▶ DATASET
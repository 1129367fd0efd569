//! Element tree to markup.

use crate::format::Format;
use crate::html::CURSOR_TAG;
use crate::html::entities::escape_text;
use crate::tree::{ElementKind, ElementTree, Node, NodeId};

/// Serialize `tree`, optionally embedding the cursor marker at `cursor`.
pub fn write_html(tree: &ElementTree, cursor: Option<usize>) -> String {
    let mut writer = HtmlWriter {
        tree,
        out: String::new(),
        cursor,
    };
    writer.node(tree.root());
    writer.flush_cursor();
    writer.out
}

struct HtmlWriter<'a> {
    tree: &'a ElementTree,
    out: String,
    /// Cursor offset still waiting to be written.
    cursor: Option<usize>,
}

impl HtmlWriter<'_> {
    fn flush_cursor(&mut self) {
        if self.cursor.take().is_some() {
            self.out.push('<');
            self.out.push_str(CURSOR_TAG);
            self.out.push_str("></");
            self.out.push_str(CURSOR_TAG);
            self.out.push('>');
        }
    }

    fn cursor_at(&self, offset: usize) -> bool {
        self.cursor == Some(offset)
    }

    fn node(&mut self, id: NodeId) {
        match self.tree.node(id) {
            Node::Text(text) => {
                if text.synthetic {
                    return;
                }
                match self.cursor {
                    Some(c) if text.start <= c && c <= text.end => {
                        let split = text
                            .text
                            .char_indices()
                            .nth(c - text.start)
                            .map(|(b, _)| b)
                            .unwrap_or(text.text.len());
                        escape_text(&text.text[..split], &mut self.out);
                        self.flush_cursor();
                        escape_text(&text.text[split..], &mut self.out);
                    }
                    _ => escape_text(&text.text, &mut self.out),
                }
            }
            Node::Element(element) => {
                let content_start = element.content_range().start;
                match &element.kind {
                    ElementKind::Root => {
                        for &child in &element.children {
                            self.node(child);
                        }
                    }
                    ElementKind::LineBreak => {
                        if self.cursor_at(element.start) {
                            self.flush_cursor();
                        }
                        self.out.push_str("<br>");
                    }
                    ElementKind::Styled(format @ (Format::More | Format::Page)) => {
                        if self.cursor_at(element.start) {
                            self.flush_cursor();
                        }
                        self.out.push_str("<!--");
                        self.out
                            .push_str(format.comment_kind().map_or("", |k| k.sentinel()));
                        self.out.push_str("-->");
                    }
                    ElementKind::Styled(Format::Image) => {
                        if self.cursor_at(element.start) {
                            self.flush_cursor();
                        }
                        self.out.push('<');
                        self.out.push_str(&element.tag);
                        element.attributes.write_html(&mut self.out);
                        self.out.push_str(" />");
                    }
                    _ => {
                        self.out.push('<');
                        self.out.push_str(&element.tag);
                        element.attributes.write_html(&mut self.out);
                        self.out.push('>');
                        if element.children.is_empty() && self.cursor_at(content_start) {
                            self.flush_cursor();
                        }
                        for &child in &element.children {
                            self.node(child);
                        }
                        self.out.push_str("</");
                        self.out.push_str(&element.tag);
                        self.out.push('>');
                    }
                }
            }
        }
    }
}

▶ WHAT YOU SHOULD DO
Wherever a line in the listing contains the word "ElementTree", copy that line out.

▶ WRITTEN SOLUTION
use crate::tree::{ElementKind, ElementTree, Node, NodeId};
pub fn write_html(tree: &ElementTree, cursor: Option<usize>) -> String {
    tree: &'a ElementTree,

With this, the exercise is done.